I should start out by saying that I completely respect and support vegetarians and vegans, so if you were hoping this article would contain vegetarian bashing, I'm sorry to disappoint.

I was a strict vegetarian for a little over a decade, and I have only recently started eating meat again. However, I am eating meat in a way that comports with my morals; specifically by supporting food producers that take animal welfare and human safety into account.

Everyone has his or her own reasons for what and how he or she eats. There have never been more dietary life choices than there are today: vegetarians, vegans, raw vegans, pescatarians, etc. You might be kosher, gluten-free or lactose intolerant.

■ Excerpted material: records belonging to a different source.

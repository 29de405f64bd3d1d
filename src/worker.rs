use std::sync::Arc;

use futures::lock::Mutex;
use log::{debug, error};

use crate::volume::VolumeError;

/// Runs volume jobs one at a time on tokio's blocking thread pool.
///
/// Jobs posted while another is running wait for it to finish, so a
/// long-running resample or smoothing never competes with a second one.
/// The gate is held by the job itself: dropping a `post` future does not
/// let the next job start before the abandoned one has returned.
/// Share a worker between tasks with an `Arc`.
#[derive(Debug, Default)]
pub struct Worker {
    gate: Arc<Mutex<()>>,
}

impl Worker {
    pub fn new() -> Self {
        Self::default()
    }

    /// Runs `job` once all previously posted jobs are done and returns its
    /// result. A job that panics fails with [`VolumeError::Worker`].
    pub async fn post<F, T>(&self, job: F) -> Result<T, VolumeError>
    where
        F: FnOnce() -> Result<T, VolumeError> + Send + 'static,
        T: Send + 'static,
    {
        let running = self.gate.clone().lock_owned().await;
        debug!("Worker starting job");
        let handle = tokio::task::spawn_blocking(move || {
            let _running = running;
            job()
        });
        match handle.await {
            Ok(result) => result,
            Err(e) => {
                error!("Worker job failed: {e}");
                Err(VolumeError::Worker(e.to_string()))
            }
        }
    }
}
use log::{error, info, warn};
use serde::{Deserialize, Serialize};
use web_time::Instant;

use crate::enums::Axis;
use crate::grid::GridGeometry;
use crate::progress::{Progress, cancelled};
use crate::volume::{Volume, VolumeError};

#[derive(Clone, Debug, PartialEq, Serialize, Deserialize)]
#[serde(default)]
pub struct SmoothingParams {
    /// Full width at half maximum of the kernel, in world units.
    pub fwhm: f64,
    /// Neighbours at or beyond this distance are ignored. Zero or negative
    /// means unbounded.
    pub max_radius: f64,
    /// Value written where the whole neighbourhood is zero.
    pub default_value: f64,
}

impl Default for SmoothingParams {
    fn default() -> Self {
        Self {
            fwhm: 2.0,
            max_radius: 6.0,
            default_value: 0.0,
        }
    }
}

impl SmoothingParams {
    pub fn sigma(&self) -> f64 {
        fwhm_to_sigma(self.fwhm)
    }
}

pub fn fwhm_to_sigma(fwhm: f64) -> f64 {
    fwhm / (2.0 * (2.0 * std::f64::consts::LN_2).sqrt())
}

/// Smooths `source_column` with a Gaussian kernel into `target_column`.
///
/// The target is created with the source's type when absent. Source and
/// target may be the same column. If cancelled, a target created by this
/// call is removed again; an existing target keeps the voxels written so far.
pub fn smooth_gaussian<G: GridGeometry>(
    volume: &mut Volume<G>,
    source_column: &str,
    target_column: &str,
    params: &SmoothingParams,
    progress: Option<&dyn Progress>,
) -> Result<(), VolumeError> {
    if !(params.fwhm.is_finite() && params.fwhm > 0.0) {
        return Err(VolumeError::InvalidParameter(format!(
            "fwhm must be positive, got {}",
            params.fwhm
        )));
    }
    let sigma = params.sigma();
    let max_radius = if params.max_radius <= 0.0 {
        f64::MAX
    } else {
        params.max_radius
    };

    let source = volume
        .require_column(source_column)
        .inspect_err(|e| error!("Cannot smooth volume: {e}"))?;
    let data_type = source.data_type();
    let values = source.to_f64_array();

    let start = Instant::now();
    info!(
        "Smoothing '{}.{}' into '{}' (fwhm {}, sigma {:.4}, max radius {})",
        volume.name(),
        source_column,
        target_column,
        params.fwhm,
        sigma,
        params.max_radius
    );

    let created = !volume.has_column(target_column);
    if created {
        volume.add_column(target_column, data_type);
    }

    let (grid, target) = volume.grid_and_column_mut(target_column)?;
    let dims = grid.dims();
    let radius = Axis::ALL.map(|axis| {
        // Saturates for an unbounded radius.
        (max_radius / grid.voxel_size(axis)).ceil() as usize
    });
    let window = |i: usize, axis: Axis| {
        let a = axis.index();
        (
            i.saturating_sub(radius[a]),
            i.saturating_add(radius[a]).min(dims[a] - 1),
        )
    };
    let two_sigma_sq = 2.0 * sigma * sigma;

    if let Some(p) = progress {
        p.set_range(0, dims[0]);
        p.update(0);
    }

    let mut aborted = false;
    'slices: for s in 0..dims[0] {
        let (s0, s1) = window(s, Axis::S);
        for t in 0..dims[1] {
            let (t0, t1) = window(t, Axis::T);
            for r in 0..dims[2] {
                if cancelled(progress) {
                    aborted = true;
                    break 'slices;
                }
                let (r0, r1) = window(r, Axis::R);
                let centre = grid.voxel_midpoint([s, t, r]);

                let mut nonzero = false;
                let mut sum = 0.0;
                let mut denom = 0.0;
                for ss in s0..=s1 {
                    for tt in t0..=t1 {
                        for rr in r0..=r1 {
                            let v = values[[rr, tt, ss]];
                            nonzero |= v != 0.0;
                            let dist = (grid.voxel_midpoint([ss, tt, rr]) - centre).norm();
                            if dist < max_radius {
                                // The pdf's normalising constant cancels in the mean.
                                let g = (-dist * dist / two_sigma_sq).exp();
                                sum += v * g;
                                denom += g;
                            }
                        }
                    }
                }

                let value = if nonzero && denom > 0.0 {
                    sum / denom
                } else {
                    params.default_value
                };
                target.set_voxel([s, t, r], value);
            }
        }
        if let Some(p) = progress {
            p.update(s + 1);
        }
    }

    if aborted {
        warn!("Gaussian smoothing of '{}' cancelled", volume.name());
        if created {
            volume.remove_column(target_column);
        }
        return Err(VolumeError::Cancelled);
    }

    target.update_limits();
    info!("Smoothed {} voxels in {:.2?}", grid.voxel_count(), start.elapsed());
    Ok(())
}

Lesser known forms include lacto-vegetarians, who are vegetarians who eat dairy products such as milk and cheese, but no eggs. Or those on the macrobiotic diet, which includes only unprocessed, unrefined foods, and generally no animal products. And, of course, the semi-vegetarian or flexitarian, who eats meat but not that much of it (do we really need a name for this?).

I never got too fancy with what I categorized myself as; I was a vegetarian, which means I didn't eat meat, poultry or fish. I did have other animal products like dairy, and I am guilty of owning some leather products, but never fur (that's another conversation).

I was often asked why I chose to give up meat, including the holy grail of food (aka bacon), as well as the ambit of other meat dishes. I had many reasons: One was to cut unhealthy foods out of my diet to prevent long-term health implications; maybe to fit into those size two jeans and to avoid the toxic additives and bacteria that have been found in meat.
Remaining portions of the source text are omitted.